I've set up a static UITableView with iOS Designer (IB in Objective-C world). But the orientation is changed despite I want to restrict it.
I've done the following:
In Properties under Simulated Metrics I chose Portrait as Orientation. Than I'm implementing the following functions for my UITableViewController:
public override bool ShouldAutorotate ()
{
    return false;
}
public override UIInterfaceOrientationMask GetSupportedInterfaceOrientations ()
{
    return UIInterfaceOrientationMask.Portrait;
}
public override UIInterfaceOrientation PreferredInterfaceOrientationForPresentation ()
{
    return UIInterfaceOrientation.Portrait;
}
GetSupportedInterfaceOrientations is called and I return Portrait but the view is still rotated. What I'm missing?
Edit:
I've used the approach discussed in View Orientation. This works for my view controllers. The static UITableViewController is pushed in this way on the stack:
this.PresentViewController (new UINavigationController(myStaticTableViewController), true, null);
Here the standard implementation of UINavigationController is used.

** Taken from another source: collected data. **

//! Sessions command - list sessions parsed from journal files.
//!
//! Discovers journal files from the given paths, parses them, and prints
//! the sessions in text, JSON, or markdown format. Timing shown here is
//! only what the journals annotate; use `worklog timing` to fill in the
//! rest from git history.

use anyhow::Result;
use colored::Colorize;

use crate::cli::format::{format_duration, format_window, truncate_to_width};
use crate::cli::OutputFormat;
use worklog_cli::capture::{find_journal_files, load_sessions};
use worklog_cli::config::Config;
use worklog_cli::journal::{Session, TimingSource};

/// Arguments for the sessions command.
#[derive(clap::Args)]
#[command(after_help = "EXAMPLES:\n    \
    worklog sessions journal/                  All journals under a directory\n    \
    worklog sessions 2026-01-15.md             A single journal\n    \
    worklog sessions 'journal/2026-01-*.md'    Journals matching a pattern\n    \
    worklog sessions journal/ --format json    Output as JSON")]
pub struct Args {
    /// Journal files, directories, or glob patterns
    #[arg(value_name = "PATH", required = true)]
    #[arg(
        long_help = "Journal files to parse. Directories are searched recursively\n\
        for *.md files. Quoted glob patterns are expanded."
    )]
    pub paths: Vec<String>,

    /// Output format: text (default), json, or markdown
    #[arg(short, long, value_enum, default_value = "text")]
    pub format: OutputFormat,
}

/// Executes the sessions command.
pub fn run(args: Args) -> Result<()> {
    let mut config = Config::load()?;
    config.apply_env_overrides();

    let files = find_journal_files(&args.paths)?;
    let sessions = load_sessions(&files, config.timezone());

    print_sessions(&sessions, args.format)
}

/// Prints sessions in the requested format.
pub fn print_sessions(sessions: &[Session], format: OutputFormat) -> Result<()> {
    if sessions.is_empty() && format != OutputFormat::Json {
        println!("{}", "No sessions found.".dimmed());
        println!();
        println!("Journal sessions start with a '## Session N: Theme' heading.");
        return Ok(());
    }

    match format {
        OutputFormat::Json => {
            let json = serde_json::to_string_pretty(sessions)?;
            println!("{json}");
        }
        OutputFormat::Markdown => print_markdown(sessions),
        OutputFormat::Text => print_table(sessions),
    }

    Ok(())
}

fn print_table(sessions: &[Session]) {
    const DATE_WIDTH: usize = 10;
    const NUMBER_WIDTH: usize = 3;
    const PROJECT_WIDTH: usize = 20;
    const THEME_WIDTH: usize = 32;
    const TIME_WIDTH: usize = 11;
    const SOURCE_WIDTH: usize = 10;

    println!(
        "{}",
        format!(
            "{:<DATE_WIDTH$}  {:>NUMBER_WIDTH$}  {:<PROJECT_WIDTH$}  {:<THEME_WIDTH$}  {:<TIME_WIDTH$}  {:<SOURCE_WIDTH$}  {}",
            "DATE", "#", "PROJECT", "THEME", "TIME", "SOURCE", "COMMITS"
        )
        .bold()
    );

    for session in sessions {
        let source = session.timing_source.to_string();
        let source = match session.timing_source {
            TimingSource::Annotation => source.green(),
            TimingSource::Commits => source.cyan(),
            TimingSource::Inferred => source.dimmed(),
        };

        println!(
            "{:<DATE_WIDTH$}  {:>NUMBER_WIDTH$}  {:<PROJECT_WIDTH$}  {:<THEME_WIDTH$}  {:<TIME_WIDTH$}  {:<SOURCE_WIDTH$}  {}",
            session.date.dimmed(),
            session.session_number,
            truncate_to_width(&session.project, PROJECT_WIDTH).yellow(),
            truncate_to_width(&session.theme, THEME_WIDTH),
            format_window(session),
            source,
            session.commits.len()
        );
    }
}

fn print_markdown(sessions: &[Session]) {
    println!("# Sessions");

    for session in sessions {
        println!();
        println!(
            "## {} - Session {}: {}",
            session.date, session.session_number, session.theme
        );
        println!();
        println!("- **Project:** {}", session.project);
        println!(
            "- **Time:** {} ({}, {})",
            format_window(session),
            session.timezone,
            session.timing_source
        );
        println!("- **Duration:** {}", format_duration(session));
        if !session.commits.is_empty() {
            let commits: Vec<String> = session.commits.iter().map(|c| format!("`{c}`")).collect();
            println!("- **Commits:** {}", commits.join(", "));
        }
        println!("- **Source:** {}", session.source_file);

        print_markdown_list("Outcomes", &session.outcomes);
        print_markdown_list("Learnings", &session.learnings);
    }
}

fn print_markdown_list(title: &str, items: &[String]) {
    if items.is_empty() {
        return;
    }
    println!();
    println!("### {title}");
    println!();
    for item in items {
        println!("- {item}");
    }
}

I also tried it with my CustomNavigationController which implements
partial class CustomNavigationController : UINavigationController
{
    public CustomNavigationController (IntPtr handle) : base (handle)
    {
    }
    public override bool ShouldAutorotate ()
    {
        return TopViewController.ShouldAutorotate();
    }
    public override UIInterfaceOrientation PreferredInterfaceOrientationForPresentation ()
    {
        return TopViewController.PreferredInterfaceOrientationForPresentation ();
    }
}
but I can't do something like this
this.PresentViewController (new CustomNavigationController(myStaticTableViewController), true, null);
because it cannot convert my table view controller to IntPtr. Perhaps that's the reason why it doesn't respect the interface orientation. What solutions do I have?